A sequel, ルードヴィッヒ幻想曲 (Ludwig Gensōkyoku), began with a stand-alone chapter in the February 2012 issue of Bessatsu Hana to Yume,
and continued with a mini-series, which appeared in the same manga magazine from the July 2013 issue to the September 2013 issue.

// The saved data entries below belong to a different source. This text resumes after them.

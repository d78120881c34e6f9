//! # Bonds
//!
//! $$
//! P(t,T)=\mathbb E_t^{\mathbb Q}\!\left[e^{-\int_t^T r_s ds}\right]
//! $$
//!
pub mod vasicek;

Hakusensha collected the chapters into a bound volume and published on 18 October 2013. The sequel has been translated by Editions Tonkam into French as Ludwig Fantasy.

===Volume list===

| No. | Japanese release date | Japanese ISBN |
| 01 | June 18, 2004 | 978-4-592-17095-2 |
| Chapter 1: "Snow White"; Chapter 2: "Little Red Riding Hood"; Chapter 3: "Sleeping Beauty"; Chapter 4: "Bluebeard"; |
| 02 | January 19, 2007 | 978-4-592-18409-6 |
| Chapter 5: "Rapunzel"; Chapter 6: "Maid Maleen"; Chapter 7: "The Frog King, or Iron Heinrich"; Chapter 8: "The Goose Girl"; |
| 03 | June 19, 2007 | 978-4-592-18410-2 |
| Chapter 9: "Hansel and Gretel"; Chapter 10: "Cinderella" Part 1; Chapter 11: "Cinderella" Part 2; Chapter 12: "Cinderella" Part 3; |
| 04 | December 18, 2007 | 978-4-592-18411-9 |
| Chapter 13: "The Salt Princess" Part 1; Chapter 14: "The Salt Princess" Part 2; Chapter 15: "The Salt Princess" Part 3; Chapter 16: "The Blue Light"; |

===Drama CD===
On November 22, 2006, Geneon Entertainment released a drama CD of the series. It featured Tomokazu Sugita as Ludwig, Wataru Hatano as Wilhelm, Miyuki Sawashiro as Friederike, Yumi Kakazu as Dorethea, and Akiko Yajima as Blanche.